Exercise:
What is the number of lines in this data that contain the word "DigestMismatch"? Give the number alone.

START Information supplied

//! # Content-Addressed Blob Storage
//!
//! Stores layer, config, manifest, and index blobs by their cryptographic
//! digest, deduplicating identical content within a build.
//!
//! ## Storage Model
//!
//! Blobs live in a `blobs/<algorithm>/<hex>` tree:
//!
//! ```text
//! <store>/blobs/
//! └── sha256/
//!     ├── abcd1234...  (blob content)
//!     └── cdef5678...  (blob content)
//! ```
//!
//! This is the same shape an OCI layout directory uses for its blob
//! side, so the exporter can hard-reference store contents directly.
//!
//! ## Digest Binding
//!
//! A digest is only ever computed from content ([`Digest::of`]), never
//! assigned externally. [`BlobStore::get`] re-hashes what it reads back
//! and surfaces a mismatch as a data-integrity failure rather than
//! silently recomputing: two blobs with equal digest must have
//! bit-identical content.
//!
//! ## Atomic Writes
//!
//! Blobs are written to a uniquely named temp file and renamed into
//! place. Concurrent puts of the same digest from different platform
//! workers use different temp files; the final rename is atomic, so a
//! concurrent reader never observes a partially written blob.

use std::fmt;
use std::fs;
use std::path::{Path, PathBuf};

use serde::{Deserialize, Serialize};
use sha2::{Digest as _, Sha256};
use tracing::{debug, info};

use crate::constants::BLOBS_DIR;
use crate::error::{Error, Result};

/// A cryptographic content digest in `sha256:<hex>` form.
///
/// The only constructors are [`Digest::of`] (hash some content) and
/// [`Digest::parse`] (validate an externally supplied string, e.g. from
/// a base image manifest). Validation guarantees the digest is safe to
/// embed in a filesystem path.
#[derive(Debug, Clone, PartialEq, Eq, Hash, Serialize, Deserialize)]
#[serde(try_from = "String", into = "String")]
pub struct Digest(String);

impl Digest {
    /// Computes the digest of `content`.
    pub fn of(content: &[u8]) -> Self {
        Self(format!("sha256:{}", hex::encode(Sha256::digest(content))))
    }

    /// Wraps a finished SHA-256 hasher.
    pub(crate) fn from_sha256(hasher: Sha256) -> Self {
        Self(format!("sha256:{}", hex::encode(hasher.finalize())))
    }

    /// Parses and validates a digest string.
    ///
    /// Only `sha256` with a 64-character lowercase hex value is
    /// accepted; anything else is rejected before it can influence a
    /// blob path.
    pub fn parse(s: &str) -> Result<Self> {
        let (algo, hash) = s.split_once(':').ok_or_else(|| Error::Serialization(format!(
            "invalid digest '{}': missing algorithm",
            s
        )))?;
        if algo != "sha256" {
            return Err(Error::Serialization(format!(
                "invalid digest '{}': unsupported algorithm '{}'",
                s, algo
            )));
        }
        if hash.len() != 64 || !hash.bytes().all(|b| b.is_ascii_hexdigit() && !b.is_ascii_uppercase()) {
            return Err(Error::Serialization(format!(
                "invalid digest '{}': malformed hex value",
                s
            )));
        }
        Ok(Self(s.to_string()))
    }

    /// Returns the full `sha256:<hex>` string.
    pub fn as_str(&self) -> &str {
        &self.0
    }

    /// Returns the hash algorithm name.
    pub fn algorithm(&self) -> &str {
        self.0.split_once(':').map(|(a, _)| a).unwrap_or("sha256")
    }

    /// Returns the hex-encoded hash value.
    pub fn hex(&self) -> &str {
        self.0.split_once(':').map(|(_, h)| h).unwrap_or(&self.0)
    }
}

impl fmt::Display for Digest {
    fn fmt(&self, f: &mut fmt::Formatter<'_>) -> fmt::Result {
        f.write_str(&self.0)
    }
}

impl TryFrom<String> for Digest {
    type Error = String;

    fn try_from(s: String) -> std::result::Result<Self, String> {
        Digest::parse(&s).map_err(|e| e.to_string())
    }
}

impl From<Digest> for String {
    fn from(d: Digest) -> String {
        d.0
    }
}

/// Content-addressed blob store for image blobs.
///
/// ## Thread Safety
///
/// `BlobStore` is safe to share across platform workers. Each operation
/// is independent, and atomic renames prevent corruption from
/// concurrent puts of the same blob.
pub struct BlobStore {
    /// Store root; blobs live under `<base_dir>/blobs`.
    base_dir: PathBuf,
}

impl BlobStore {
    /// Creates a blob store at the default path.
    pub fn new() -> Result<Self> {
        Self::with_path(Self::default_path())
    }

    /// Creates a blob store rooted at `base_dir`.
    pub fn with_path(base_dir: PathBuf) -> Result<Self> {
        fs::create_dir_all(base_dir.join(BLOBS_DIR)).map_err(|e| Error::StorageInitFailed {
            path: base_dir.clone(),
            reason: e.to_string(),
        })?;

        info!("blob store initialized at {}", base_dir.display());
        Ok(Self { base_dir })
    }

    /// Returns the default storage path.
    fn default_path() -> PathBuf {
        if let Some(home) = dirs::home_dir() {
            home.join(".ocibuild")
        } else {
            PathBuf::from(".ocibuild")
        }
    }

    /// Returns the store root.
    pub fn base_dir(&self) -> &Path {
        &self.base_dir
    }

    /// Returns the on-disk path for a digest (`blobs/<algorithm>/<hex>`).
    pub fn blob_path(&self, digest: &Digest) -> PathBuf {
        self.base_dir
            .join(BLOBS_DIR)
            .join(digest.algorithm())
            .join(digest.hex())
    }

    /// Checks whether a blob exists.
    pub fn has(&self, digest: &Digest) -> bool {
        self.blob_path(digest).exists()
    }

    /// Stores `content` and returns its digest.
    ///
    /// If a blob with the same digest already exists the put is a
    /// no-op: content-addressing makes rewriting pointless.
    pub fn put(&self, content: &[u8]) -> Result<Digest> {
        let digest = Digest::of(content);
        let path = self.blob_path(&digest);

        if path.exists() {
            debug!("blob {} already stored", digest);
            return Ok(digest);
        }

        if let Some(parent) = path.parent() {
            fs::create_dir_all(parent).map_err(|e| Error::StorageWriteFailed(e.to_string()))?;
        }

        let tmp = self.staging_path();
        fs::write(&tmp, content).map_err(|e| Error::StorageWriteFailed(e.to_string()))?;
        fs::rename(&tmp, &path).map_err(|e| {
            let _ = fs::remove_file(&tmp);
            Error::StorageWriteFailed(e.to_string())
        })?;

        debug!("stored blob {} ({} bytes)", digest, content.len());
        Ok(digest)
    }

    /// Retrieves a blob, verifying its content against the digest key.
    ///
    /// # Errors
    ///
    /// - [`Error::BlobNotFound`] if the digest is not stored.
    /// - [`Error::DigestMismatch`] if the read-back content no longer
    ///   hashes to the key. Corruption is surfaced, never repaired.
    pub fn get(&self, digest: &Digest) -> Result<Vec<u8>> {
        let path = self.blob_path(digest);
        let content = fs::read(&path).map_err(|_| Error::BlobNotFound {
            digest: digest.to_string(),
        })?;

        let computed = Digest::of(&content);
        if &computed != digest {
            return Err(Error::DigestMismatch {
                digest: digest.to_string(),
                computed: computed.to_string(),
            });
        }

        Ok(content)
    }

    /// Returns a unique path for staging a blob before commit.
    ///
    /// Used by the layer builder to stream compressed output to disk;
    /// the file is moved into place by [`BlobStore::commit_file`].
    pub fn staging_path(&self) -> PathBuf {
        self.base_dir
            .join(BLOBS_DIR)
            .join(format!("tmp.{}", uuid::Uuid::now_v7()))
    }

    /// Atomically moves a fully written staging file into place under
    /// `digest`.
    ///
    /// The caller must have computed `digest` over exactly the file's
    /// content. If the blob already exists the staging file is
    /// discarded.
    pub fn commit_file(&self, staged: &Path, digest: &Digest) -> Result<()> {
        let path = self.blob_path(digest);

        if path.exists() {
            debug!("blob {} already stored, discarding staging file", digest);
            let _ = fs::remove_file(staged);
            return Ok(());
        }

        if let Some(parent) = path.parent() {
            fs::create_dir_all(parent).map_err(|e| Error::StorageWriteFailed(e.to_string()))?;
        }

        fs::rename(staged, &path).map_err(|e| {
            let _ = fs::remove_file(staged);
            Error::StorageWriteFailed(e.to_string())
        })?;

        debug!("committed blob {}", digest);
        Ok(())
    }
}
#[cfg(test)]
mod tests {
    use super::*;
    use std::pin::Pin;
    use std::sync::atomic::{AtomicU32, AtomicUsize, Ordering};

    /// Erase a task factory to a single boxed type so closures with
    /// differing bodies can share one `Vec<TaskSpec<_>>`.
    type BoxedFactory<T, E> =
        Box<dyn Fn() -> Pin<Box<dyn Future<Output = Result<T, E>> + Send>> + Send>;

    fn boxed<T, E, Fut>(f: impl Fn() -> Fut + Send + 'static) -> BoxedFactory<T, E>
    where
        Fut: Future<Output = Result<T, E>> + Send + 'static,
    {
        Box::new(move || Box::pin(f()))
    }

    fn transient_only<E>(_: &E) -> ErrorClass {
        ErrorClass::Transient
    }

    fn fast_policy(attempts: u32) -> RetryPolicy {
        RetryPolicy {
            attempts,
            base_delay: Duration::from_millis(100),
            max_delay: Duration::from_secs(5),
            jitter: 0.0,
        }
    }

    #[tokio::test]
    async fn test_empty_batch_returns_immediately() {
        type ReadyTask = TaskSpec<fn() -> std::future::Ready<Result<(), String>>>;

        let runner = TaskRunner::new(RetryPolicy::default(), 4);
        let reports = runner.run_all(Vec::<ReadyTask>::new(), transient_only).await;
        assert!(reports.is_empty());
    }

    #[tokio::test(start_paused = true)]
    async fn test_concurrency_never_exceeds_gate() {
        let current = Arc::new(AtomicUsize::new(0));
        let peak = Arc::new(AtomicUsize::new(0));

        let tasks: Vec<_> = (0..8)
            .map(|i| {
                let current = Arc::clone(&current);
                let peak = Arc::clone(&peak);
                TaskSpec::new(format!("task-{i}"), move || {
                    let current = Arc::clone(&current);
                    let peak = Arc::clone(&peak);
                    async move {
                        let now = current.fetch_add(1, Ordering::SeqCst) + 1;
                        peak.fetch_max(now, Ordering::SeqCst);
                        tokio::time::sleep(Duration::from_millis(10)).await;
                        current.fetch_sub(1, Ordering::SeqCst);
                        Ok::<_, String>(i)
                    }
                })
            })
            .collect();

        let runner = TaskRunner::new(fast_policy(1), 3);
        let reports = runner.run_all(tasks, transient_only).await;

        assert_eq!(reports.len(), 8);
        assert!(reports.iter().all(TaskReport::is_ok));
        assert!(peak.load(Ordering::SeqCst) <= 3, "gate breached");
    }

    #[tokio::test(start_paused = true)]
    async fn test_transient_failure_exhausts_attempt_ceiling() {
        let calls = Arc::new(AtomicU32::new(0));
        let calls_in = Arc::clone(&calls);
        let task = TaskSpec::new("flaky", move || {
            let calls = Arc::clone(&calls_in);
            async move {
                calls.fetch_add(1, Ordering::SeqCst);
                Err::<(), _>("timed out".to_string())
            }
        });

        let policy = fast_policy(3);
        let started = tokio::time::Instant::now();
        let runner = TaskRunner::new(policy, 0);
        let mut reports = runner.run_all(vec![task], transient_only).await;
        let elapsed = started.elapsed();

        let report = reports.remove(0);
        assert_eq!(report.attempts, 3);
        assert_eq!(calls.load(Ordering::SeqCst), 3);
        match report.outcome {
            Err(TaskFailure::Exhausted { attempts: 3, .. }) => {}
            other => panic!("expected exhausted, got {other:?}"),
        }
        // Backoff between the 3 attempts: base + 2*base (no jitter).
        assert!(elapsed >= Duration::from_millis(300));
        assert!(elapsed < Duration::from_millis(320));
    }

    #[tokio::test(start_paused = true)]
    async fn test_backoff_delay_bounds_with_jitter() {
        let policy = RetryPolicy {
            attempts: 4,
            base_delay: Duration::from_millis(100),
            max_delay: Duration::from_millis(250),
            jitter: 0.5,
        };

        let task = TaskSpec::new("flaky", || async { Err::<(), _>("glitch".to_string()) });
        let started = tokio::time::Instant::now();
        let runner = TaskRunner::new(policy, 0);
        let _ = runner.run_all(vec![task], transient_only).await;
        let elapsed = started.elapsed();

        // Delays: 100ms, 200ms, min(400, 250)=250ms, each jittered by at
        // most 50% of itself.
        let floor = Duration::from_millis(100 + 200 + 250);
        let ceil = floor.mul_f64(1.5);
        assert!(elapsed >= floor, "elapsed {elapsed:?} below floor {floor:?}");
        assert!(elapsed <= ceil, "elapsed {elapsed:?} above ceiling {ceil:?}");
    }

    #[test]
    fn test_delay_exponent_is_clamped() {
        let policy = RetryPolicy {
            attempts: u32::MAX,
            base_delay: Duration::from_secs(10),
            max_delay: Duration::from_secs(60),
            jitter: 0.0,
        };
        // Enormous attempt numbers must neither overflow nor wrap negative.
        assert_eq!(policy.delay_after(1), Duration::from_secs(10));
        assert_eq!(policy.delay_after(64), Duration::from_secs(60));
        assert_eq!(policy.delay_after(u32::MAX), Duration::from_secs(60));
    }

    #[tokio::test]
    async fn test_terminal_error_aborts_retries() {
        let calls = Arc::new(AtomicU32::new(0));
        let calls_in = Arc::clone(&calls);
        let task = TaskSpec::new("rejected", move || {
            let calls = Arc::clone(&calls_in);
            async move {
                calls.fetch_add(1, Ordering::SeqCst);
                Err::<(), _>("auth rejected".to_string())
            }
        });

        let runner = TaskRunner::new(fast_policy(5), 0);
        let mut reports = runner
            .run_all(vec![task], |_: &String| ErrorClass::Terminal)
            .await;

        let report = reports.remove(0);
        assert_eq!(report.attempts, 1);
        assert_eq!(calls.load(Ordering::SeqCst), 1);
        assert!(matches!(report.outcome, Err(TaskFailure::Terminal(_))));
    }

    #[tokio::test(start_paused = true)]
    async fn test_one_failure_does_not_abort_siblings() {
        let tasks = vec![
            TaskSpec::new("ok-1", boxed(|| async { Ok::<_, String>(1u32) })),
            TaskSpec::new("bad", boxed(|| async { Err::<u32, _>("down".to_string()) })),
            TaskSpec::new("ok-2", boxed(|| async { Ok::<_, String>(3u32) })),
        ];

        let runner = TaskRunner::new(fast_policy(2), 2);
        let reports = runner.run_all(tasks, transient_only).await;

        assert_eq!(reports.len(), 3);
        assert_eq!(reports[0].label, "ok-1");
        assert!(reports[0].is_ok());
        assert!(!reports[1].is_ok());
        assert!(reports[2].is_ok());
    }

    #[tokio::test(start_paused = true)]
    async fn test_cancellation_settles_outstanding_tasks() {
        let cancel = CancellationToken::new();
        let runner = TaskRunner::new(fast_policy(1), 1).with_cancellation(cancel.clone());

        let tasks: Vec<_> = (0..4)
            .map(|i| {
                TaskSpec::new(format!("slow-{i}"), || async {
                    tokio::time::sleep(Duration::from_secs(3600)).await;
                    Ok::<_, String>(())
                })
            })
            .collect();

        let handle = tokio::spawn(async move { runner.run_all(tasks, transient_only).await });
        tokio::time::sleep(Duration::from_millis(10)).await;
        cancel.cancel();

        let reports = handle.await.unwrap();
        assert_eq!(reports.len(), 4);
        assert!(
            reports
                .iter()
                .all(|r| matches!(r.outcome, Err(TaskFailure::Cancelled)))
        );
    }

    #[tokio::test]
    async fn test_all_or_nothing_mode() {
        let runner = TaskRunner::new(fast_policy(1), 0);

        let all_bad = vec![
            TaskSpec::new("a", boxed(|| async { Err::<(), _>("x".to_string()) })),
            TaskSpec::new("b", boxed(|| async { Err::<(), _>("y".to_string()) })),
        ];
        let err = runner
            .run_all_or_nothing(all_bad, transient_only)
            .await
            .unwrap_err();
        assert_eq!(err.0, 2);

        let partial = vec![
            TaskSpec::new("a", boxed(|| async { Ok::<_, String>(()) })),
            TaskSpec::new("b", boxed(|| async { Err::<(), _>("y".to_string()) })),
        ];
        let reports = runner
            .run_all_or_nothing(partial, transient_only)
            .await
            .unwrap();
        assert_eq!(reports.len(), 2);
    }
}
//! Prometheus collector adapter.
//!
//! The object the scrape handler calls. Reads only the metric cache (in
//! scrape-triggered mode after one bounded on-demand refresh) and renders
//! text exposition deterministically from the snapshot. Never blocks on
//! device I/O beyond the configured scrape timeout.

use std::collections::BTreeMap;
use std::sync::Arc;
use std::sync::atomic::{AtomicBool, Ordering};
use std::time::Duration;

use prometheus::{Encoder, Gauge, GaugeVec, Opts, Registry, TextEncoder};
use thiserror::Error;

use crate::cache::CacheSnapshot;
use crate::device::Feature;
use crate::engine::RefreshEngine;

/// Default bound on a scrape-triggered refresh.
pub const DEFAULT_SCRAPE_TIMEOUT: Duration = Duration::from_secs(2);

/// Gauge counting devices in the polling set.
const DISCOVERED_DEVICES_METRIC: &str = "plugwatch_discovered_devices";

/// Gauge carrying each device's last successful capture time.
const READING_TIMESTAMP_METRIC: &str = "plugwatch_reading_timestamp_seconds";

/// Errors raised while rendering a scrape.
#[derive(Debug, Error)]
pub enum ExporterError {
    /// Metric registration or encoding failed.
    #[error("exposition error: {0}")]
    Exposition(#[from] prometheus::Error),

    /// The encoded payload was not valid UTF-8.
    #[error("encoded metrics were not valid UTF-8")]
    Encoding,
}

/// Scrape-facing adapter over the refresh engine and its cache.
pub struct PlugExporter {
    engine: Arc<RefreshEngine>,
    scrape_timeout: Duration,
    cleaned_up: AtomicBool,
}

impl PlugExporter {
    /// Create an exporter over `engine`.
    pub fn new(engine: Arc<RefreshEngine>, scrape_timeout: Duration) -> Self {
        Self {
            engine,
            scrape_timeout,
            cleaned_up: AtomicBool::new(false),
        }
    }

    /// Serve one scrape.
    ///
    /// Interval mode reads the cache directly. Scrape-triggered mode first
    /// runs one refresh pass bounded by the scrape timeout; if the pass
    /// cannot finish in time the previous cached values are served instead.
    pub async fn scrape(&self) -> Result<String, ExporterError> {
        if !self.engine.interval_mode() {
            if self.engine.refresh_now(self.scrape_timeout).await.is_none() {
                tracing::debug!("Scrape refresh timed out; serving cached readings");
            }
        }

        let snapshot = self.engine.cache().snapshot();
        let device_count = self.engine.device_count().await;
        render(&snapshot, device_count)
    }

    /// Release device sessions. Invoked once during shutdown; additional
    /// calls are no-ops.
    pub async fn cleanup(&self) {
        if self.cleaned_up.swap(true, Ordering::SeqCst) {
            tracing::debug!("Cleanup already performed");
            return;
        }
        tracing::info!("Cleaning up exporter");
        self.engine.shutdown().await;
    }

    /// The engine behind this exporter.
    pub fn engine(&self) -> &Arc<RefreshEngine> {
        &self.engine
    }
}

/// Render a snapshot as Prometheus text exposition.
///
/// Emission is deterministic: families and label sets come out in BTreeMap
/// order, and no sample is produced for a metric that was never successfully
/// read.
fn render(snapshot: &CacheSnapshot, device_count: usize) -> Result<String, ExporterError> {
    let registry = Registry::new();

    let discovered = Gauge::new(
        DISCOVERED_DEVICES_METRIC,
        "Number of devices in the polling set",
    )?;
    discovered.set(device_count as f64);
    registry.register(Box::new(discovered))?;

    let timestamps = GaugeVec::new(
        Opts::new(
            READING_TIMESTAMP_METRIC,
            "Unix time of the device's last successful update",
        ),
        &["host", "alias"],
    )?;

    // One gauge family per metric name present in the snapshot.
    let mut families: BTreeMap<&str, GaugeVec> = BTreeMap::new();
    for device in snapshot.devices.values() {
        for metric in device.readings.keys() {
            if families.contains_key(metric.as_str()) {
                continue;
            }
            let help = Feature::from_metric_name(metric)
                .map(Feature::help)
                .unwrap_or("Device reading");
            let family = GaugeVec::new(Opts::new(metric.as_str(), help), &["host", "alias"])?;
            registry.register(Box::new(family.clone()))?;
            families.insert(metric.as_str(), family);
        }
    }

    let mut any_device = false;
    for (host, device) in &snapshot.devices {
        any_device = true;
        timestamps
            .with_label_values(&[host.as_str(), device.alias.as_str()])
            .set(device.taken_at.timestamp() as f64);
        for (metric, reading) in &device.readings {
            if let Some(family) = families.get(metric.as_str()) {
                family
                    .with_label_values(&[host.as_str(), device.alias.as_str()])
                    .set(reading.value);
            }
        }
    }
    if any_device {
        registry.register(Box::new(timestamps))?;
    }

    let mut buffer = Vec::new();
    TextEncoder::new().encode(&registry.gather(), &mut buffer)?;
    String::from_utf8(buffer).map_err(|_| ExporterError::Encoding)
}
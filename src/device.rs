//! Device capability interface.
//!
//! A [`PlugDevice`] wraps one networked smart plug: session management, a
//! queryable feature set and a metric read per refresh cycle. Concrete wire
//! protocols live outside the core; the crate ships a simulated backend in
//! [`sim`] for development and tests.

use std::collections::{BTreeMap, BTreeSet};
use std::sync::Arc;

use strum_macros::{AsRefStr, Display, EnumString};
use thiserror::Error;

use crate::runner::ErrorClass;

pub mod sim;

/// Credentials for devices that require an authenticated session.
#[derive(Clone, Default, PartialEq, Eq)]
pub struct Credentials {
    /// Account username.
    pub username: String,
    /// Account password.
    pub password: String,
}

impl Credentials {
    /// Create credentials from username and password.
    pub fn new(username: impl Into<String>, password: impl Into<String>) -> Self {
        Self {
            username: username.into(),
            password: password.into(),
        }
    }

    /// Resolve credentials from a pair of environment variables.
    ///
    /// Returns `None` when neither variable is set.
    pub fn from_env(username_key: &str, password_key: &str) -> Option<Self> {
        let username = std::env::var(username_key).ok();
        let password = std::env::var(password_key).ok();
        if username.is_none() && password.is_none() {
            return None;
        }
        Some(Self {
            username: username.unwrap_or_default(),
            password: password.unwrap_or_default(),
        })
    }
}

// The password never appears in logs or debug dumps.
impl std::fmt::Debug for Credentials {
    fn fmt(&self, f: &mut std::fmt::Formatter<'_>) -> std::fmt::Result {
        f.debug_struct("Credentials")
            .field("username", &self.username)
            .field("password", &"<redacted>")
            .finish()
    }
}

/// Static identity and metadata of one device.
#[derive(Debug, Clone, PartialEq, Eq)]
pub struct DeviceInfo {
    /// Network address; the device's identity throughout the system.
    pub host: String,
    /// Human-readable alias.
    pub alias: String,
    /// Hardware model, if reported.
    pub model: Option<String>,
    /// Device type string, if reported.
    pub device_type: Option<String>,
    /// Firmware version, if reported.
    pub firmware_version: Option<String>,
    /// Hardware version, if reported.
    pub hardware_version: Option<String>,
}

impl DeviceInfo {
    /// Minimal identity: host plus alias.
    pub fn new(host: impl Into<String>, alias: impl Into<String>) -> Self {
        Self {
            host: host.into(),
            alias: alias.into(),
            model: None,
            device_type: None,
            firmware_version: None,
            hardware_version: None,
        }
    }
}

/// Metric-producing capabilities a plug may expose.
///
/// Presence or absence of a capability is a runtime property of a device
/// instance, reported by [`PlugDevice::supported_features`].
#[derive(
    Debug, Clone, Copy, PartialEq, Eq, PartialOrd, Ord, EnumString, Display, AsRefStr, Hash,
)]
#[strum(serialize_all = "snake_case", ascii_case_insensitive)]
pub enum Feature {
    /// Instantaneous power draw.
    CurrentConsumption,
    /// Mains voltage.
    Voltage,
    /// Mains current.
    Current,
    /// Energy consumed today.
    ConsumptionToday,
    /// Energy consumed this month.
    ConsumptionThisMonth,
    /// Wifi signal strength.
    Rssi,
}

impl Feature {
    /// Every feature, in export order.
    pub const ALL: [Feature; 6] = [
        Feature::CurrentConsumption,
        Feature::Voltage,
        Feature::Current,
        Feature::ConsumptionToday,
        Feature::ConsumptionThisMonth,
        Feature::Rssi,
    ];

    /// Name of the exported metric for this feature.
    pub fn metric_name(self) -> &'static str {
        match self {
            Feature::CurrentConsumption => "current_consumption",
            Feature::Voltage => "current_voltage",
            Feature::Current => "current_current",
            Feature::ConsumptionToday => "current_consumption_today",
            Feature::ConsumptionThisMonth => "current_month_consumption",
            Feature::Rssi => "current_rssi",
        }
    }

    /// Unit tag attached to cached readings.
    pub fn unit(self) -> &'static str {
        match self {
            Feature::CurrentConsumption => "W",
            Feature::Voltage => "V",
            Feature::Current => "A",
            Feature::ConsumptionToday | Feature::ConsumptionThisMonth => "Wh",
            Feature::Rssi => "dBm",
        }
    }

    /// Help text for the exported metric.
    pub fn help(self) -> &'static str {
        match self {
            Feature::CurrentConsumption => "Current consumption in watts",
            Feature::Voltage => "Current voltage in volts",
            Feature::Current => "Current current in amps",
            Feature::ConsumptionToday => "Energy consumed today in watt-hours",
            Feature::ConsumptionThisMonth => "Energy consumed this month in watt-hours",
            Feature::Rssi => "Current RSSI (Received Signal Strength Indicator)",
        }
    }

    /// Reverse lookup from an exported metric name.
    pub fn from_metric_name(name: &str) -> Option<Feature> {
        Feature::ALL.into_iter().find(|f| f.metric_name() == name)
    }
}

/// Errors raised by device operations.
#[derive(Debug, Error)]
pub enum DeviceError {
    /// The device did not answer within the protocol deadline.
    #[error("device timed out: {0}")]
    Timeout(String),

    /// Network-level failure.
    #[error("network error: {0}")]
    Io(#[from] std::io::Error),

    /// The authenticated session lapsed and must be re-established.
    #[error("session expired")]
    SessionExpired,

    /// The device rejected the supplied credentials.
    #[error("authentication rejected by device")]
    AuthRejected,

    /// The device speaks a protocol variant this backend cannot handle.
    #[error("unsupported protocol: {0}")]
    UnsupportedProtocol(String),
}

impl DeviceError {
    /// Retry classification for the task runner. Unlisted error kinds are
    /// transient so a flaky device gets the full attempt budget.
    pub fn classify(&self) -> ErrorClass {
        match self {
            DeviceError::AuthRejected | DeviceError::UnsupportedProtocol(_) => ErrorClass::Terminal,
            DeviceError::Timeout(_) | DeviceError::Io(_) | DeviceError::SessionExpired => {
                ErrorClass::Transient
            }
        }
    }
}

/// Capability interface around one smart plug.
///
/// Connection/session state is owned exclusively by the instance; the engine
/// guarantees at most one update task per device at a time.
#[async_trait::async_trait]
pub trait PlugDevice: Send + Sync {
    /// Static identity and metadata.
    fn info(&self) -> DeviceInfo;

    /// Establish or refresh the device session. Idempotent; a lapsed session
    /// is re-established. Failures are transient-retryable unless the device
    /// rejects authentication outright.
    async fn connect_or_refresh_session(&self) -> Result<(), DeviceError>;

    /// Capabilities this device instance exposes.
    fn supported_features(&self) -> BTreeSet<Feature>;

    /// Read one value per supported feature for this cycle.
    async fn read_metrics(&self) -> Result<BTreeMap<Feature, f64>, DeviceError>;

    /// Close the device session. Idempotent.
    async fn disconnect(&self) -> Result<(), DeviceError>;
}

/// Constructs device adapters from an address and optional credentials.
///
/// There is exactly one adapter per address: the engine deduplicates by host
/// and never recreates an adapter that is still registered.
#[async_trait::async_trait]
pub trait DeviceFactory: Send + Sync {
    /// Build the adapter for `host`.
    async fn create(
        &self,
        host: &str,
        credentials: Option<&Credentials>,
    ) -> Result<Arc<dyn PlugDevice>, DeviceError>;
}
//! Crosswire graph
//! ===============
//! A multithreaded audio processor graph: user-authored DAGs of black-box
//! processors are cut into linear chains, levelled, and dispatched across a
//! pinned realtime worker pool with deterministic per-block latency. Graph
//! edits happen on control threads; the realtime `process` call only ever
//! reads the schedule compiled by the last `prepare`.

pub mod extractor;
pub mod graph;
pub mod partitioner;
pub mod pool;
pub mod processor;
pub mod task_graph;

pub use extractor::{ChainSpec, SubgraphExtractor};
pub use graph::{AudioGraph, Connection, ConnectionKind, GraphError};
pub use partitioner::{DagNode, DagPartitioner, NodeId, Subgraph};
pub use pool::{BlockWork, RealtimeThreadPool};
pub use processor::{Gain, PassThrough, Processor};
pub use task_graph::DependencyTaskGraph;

END Information supplied

Answer to this problem:
2